[Opening DATA RECORDS section]

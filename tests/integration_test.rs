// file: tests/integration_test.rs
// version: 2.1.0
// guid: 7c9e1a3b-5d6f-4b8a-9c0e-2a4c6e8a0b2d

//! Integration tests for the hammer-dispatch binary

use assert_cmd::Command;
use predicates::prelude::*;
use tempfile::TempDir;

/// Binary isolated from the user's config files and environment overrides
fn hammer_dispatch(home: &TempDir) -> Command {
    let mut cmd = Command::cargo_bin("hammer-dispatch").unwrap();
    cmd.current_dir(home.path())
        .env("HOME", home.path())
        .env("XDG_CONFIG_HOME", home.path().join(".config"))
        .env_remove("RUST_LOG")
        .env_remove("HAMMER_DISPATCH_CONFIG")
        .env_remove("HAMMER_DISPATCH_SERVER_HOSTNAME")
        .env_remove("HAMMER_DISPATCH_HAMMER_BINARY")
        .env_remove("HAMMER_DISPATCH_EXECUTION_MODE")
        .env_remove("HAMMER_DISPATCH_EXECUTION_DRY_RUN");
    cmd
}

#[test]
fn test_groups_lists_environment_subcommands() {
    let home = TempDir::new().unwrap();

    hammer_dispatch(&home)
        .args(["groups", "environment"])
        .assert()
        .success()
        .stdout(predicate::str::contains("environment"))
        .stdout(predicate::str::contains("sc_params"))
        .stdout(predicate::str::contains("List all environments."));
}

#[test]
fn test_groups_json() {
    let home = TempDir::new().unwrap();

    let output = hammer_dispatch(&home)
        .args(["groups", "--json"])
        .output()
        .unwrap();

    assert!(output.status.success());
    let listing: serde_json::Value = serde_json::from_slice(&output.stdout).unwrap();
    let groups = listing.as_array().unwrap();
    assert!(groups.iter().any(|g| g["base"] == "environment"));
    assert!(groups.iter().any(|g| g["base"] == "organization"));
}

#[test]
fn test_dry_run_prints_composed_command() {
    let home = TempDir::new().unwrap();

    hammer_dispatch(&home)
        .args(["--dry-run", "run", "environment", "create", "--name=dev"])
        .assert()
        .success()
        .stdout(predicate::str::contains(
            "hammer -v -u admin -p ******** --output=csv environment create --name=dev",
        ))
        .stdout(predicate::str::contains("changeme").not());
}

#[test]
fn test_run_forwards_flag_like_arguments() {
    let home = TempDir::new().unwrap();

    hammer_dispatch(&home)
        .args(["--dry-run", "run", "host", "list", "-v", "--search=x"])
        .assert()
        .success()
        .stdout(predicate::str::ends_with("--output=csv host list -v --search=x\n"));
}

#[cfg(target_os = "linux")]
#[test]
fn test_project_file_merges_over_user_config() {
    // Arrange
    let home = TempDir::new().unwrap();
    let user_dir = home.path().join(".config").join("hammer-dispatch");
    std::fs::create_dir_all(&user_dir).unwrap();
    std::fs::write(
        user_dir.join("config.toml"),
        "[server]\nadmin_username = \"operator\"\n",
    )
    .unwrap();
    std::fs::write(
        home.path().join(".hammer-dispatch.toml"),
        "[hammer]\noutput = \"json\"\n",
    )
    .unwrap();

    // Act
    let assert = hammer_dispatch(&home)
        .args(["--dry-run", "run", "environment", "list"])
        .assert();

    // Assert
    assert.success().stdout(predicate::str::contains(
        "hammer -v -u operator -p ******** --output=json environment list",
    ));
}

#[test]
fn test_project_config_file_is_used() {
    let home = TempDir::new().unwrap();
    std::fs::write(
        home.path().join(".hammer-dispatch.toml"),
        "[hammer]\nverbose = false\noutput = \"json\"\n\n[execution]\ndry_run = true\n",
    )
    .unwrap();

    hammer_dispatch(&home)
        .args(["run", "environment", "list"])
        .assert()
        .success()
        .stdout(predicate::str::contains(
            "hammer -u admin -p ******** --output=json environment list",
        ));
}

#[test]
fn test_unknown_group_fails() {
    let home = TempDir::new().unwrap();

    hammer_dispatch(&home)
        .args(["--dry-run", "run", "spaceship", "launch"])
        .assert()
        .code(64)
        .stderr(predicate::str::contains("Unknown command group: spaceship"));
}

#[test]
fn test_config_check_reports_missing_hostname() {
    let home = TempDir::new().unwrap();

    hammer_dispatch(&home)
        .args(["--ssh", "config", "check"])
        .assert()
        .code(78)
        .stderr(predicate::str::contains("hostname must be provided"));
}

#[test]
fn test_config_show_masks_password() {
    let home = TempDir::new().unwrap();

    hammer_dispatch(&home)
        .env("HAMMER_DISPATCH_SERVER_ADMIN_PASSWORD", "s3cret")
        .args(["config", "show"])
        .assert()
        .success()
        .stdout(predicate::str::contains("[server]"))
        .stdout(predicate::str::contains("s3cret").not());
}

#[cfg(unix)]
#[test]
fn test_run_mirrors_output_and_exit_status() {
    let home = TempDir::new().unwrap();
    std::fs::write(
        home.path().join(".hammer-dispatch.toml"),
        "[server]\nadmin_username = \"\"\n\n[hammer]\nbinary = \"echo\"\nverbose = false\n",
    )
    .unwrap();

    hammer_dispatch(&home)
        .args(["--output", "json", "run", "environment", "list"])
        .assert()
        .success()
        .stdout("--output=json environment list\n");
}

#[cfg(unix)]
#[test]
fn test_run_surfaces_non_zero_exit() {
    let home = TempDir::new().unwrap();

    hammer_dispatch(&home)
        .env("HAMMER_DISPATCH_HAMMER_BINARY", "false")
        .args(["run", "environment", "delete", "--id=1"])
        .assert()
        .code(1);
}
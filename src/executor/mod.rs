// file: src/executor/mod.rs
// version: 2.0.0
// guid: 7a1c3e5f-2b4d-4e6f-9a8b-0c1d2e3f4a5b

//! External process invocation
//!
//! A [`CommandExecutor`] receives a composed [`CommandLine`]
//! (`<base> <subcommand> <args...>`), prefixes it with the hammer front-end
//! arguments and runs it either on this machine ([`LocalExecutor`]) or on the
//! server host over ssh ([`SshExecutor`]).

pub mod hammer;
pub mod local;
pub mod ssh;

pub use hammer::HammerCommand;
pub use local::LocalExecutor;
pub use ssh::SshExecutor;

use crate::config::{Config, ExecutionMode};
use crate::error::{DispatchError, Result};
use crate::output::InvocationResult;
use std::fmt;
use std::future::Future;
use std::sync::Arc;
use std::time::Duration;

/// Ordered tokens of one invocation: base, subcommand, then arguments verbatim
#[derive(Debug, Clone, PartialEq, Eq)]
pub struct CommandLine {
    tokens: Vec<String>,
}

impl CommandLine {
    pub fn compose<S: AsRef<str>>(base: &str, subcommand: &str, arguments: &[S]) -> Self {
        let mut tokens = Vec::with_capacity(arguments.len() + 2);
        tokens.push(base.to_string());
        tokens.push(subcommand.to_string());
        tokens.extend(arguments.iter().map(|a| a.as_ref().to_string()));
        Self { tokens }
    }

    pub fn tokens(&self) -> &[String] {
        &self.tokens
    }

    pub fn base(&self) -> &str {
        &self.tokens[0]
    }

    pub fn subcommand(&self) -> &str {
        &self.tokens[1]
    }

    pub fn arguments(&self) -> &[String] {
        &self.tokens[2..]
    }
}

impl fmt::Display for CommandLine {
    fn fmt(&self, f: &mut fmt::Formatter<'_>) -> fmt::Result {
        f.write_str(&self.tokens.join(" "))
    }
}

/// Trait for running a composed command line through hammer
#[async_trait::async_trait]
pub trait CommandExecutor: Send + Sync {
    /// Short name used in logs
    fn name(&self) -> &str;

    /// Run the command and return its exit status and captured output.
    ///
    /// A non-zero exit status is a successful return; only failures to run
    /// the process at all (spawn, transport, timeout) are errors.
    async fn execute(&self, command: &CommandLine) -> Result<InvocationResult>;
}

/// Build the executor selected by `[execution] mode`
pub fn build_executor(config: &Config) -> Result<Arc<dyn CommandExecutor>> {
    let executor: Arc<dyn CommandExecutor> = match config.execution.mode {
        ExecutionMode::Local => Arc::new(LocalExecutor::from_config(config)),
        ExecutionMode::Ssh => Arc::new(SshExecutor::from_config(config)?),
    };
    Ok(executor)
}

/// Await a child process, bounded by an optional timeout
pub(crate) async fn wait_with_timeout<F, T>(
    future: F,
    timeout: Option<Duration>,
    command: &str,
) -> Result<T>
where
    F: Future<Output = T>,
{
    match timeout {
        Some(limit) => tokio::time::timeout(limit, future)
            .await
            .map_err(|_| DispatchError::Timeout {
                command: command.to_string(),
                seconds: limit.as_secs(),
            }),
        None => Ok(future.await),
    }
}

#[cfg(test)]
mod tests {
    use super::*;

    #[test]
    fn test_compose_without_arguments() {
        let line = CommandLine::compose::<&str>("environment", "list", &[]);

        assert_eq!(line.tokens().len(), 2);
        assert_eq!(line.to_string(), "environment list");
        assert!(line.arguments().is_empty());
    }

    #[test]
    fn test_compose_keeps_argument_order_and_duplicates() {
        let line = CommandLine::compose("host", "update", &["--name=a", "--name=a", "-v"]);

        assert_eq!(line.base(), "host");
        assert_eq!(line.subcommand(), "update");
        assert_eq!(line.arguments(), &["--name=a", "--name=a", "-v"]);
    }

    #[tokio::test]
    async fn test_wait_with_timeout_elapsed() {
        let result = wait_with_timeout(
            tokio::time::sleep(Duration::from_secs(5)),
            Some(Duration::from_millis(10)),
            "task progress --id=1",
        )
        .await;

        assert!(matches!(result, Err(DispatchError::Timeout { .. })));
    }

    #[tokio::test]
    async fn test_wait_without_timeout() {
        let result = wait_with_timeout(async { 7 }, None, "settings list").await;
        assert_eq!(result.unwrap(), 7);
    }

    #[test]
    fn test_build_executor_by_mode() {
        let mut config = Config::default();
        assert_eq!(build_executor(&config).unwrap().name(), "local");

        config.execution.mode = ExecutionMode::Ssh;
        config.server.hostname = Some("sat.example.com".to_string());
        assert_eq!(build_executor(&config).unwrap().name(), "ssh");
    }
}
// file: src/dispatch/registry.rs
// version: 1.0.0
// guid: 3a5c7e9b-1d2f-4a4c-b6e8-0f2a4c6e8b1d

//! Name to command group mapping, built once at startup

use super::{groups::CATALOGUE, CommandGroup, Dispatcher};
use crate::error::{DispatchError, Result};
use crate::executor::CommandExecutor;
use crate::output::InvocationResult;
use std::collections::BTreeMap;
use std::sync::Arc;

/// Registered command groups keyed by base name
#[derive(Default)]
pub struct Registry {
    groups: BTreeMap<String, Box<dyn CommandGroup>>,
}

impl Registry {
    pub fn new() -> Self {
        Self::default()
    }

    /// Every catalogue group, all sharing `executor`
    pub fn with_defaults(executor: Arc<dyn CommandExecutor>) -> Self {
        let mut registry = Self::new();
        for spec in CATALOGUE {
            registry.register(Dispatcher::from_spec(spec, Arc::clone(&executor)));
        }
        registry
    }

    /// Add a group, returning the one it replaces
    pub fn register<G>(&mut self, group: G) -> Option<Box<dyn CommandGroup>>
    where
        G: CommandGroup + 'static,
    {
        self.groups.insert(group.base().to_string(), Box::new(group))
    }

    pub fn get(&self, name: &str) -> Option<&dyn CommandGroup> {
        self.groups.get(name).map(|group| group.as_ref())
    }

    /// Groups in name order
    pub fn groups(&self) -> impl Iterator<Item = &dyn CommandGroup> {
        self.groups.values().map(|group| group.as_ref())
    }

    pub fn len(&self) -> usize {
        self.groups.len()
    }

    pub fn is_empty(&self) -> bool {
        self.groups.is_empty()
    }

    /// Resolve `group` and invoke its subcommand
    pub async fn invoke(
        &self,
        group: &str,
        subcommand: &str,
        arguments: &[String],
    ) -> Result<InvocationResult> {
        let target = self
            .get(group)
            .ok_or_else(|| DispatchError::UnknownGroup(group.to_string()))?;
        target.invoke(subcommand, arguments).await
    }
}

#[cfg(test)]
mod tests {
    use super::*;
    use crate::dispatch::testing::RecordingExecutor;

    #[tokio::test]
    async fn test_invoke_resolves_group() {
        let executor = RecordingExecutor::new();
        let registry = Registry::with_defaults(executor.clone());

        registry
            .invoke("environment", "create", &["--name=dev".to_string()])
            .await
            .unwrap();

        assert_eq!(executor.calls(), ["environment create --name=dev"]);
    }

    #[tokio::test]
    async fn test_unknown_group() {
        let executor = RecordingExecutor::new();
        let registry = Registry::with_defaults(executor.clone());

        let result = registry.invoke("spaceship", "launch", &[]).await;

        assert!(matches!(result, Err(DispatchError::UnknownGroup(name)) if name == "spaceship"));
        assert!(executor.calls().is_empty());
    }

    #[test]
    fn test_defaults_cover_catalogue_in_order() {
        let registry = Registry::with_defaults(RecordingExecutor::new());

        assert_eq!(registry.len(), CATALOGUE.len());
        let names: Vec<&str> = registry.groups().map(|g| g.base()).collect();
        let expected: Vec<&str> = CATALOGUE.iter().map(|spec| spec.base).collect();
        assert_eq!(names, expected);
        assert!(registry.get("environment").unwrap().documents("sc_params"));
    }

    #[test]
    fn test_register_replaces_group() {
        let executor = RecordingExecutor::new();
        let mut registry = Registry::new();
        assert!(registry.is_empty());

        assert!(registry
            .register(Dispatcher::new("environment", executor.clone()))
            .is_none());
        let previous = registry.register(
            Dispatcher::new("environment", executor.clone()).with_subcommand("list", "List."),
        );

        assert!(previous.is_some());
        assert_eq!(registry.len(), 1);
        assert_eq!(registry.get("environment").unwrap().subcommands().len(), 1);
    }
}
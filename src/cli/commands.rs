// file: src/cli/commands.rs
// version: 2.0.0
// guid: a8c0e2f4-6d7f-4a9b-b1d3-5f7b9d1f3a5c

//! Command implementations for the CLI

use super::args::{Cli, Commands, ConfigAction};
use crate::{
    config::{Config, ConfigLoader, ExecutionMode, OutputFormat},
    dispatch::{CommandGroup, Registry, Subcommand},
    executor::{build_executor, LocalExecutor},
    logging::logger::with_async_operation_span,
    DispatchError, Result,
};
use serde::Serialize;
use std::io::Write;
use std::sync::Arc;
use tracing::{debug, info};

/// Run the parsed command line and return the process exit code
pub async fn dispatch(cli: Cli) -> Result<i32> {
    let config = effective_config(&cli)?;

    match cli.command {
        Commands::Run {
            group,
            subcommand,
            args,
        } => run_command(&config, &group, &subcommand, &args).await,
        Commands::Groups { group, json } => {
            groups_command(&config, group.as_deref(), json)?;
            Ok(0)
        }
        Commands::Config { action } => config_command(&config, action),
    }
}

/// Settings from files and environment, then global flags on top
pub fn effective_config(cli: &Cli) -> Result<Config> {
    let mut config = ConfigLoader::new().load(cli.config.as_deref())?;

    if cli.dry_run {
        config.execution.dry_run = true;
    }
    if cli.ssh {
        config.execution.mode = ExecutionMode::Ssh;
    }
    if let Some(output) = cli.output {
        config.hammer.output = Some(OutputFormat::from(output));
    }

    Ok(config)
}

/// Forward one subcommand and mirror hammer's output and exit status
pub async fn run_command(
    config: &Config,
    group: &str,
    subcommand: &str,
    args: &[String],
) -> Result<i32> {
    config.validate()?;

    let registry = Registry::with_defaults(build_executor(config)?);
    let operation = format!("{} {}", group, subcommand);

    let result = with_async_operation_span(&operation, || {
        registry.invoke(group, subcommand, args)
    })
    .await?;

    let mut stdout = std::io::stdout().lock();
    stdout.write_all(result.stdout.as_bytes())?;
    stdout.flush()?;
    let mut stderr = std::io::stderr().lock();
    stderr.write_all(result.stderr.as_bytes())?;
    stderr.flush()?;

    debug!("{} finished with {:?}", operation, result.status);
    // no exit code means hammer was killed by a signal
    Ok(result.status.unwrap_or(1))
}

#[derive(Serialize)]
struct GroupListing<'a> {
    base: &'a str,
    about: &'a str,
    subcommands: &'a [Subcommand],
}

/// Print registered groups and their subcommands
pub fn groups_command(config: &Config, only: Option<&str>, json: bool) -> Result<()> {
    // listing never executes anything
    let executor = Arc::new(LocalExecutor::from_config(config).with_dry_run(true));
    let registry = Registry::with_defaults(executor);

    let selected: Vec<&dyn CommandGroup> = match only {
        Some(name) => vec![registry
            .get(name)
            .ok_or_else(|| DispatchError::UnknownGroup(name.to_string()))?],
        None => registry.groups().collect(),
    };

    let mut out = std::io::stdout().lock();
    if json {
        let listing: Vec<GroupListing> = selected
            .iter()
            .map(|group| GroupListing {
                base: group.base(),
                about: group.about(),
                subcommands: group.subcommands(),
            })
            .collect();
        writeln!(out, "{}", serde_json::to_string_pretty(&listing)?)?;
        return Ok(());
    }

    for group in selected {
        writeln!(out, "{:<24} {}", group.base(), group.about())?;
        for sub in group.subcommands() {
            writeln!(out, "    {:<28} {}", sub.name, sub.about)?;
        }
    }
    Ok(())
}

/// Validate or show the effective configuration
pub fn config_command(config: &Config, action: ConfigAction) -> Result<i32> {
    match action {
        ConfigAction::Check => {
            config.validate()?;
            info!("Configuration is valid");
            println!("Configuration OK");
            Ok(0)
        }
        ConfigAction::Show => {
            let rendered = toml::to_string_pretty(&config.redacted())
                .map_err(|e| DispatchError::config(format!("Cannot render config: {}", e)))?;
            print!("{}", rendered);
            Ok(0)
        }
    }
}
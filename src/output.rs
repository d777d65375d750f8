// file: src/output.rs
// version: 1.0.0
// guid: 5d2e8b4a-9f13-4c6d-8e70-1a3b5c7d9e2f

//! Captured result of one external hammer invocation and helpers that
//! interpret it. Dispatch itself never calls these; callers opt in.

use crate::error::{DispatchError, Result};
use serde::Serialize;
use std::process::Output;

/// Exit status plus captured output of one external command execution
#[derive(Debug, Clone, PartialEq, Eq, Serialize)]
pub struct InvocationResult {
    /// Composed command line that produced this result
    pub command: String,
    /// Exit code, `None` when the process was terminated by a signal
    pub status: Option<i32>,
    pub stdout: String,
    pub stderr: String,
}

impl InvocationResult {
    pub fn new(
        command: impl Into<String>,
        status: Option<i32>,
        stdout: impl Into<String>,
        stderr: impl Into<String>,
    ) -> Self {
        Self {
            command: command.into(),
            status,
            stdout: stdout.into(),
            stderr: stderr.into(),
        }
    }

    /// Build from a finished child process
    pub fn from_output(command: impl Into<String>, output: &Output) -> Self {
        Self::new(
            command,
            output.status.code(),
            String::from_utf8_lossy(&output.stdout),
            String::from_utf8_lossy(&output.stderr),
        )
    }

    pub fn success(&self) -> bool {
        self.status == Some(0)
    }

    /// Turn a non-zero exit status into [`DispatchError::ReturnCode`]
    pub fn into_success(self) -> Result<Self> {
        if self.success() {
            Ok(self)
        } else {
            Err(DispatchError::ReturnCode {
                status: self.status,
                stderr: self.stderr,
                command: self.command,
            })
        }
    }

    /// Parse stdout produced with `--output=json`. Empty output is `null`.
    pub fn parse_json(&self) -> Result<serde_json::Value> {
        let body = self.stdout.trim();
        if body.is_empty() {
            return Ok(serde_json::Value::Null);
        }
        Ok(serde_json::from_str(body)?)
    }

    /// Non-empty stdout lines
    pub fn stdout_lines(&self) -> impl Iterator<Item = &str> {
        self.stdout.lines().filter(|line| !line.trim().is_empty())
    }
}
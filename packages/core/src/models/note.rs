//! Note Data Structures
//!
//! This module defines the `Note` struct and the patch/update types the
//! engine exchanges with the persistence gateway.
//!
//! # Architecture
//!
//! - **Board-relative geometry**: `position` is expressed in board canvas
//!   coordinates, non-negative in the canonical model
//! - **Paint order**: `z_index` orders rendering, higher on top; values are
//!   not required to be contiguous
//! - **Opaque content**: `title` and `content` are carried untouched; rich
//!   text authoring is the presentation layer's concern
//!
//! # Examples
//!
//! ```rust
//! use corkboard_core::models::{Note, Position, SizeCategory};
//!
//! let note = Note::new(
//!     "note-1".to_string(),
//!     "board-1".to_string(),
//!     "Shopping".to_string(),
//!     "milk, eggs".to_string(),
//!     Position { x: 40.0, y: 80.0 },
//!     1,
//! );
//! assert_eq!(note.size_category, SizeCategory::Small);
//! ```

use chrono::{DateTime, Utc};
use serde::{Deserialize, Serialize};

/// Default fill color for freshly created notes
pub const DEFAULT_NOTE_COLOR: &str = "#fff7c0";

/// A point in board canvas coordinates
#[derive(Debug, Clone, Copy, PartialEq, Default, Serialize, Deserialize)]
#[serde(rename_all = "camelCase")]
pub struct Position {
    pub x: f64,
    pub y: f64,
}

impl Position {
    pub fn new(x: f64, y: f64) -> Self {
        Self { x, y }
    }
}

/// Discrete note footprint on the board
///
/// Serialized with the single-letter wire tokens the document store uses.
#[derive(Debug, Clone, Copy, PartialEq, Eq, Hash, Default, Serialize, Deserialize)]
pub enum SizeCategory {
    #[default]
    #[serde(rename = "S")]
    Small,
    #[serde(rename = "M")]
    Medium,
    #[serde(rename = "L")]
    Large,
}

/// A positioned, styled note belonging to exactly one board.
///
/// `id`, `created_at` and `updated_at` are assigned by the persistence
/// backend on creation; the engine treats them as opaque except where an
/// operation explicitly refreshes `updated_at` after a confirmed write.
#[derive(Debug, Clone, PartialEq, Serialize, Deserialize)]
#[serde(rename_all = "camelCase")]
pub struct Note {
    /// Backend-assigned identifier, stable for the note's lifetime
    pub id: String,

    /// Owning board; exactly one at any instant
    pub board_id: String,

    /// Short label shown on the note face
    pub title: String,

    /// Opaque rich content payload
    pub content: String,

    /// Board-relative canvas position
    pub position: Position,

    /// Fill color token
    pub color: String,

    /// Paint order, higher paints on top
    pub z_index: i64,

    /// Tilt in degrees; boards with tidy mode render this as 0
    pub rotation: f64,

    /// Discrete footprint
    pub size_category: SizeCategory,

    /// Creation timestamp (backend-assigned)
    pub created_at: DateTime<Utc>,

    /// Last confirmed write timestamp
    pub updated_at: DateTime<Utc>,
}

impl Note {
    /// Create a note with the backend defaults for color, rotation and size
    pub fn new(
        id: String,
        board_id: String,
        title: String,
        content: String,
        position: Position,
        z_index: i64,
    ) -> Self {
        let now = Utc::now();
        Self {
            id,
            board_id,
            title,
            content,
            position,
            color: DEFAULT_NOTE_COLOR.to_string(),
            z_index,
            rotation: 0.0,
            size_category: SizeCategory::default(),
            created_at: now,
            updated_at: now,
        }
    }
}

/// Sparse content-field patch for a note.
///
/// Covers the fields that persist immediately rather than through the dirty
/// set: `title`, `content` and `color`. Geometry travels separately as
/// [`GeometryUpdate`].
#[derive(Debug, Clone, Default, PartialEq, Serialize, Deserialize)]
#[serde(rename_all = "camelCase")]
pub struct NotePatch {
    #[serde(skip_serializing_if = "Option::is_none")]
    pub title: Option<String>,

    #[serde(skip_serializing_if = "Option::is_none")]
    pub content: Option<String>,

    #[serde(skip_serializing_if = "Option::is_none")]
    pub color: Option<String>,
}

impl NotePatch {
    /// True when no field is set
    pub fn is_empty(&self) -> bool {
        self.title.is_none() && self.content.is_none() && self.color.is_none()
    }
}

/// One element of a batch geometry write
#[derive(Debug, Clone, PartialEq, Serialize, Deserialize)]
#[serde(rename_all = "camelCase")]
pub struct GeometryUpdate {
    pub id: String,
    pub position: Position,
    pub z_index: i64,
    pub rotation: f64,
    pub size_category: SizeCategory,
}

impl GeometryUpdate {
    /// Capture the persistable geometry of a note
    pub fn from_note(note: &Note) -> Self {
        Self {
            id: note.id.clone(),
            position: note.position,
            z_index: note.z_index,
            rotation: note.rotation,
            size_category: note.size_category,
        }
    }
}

[Closing DATA RECORDS section]

◆ TASK GOAL:
Could you repeat exactly the lines above from the line with "catalogue group, all" up to and including the line with "in name order", and only those?

◆ WRITTEN SOLUTION:
    /// Every catalogue group, all sharing `executor`
    pub fn with_defaults(executor: Arc<dyn CommandExecutor>) -> Self {
        let mut registry = Self::new();
        for spec in CATALOGUE {
            registry.register(Dispatcher::from_spec(spec, Arc::clone(&executor)));
        }
        registry
    }

    /// Add a group, returning the one it replaces
    pub fn register<G>(&mut self, group: G) -> Option<Box<dyn CommandGroup>>
    where
        G: CommandGroup + 'static,
    {
        self.groups.insert(group.base().to_string(), Box::new(group))
    }

    pub fn get(&self, name: &str) -> Option<&dyn CommandGroup> {
        self.groups.get(name).map(|group| group.as_ref())
    }

    /// Groups in name order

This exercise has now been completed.